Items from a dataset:
......

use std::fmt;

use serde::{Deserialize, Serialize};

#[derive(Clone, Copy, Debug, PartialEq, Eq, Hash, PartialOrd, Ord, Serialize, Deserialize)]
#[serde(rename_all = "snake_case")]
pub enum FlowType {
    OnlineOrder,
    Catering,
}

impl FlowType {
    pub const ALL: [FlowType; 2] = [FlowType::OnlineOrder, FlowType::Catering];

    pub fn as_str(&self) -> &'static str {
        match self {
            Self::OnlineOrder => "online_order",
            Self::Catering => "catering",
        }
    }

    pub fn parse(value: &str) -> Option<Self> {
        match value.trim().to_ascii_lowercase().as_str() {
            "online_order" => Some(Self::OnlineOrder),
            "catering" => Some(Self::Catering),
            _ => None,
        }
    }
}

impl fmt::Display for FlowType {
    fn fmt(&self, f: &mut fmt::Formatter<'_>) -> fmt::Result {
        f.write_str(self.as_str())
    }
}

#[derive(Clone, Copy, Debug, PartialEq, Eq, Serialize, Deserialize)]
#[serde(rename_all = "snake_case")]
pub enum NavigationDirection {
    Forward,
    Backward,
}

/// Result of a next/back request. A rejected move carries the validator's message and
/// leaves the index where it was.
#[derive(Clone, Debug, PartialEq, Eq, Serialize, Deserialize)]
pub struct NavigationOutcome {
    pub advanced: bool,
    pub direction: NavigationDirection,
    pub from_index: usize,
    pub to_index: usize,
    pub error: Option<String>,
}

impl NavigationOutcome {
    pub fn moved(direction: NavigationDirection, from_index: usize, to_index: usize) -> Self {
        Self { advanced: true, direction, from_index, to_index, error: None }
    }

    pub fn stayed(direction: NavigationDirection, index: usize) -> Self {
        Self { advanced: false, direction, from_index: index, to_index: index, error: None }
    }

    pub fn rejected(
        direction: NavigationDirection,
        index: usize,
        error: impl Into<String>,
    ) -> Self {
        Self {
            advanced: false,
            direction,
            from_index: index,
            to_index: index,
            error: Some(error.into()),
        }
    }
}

......

## The problem
Count every line in the records that holds "None" and give that count by itself.

## Solved problem
3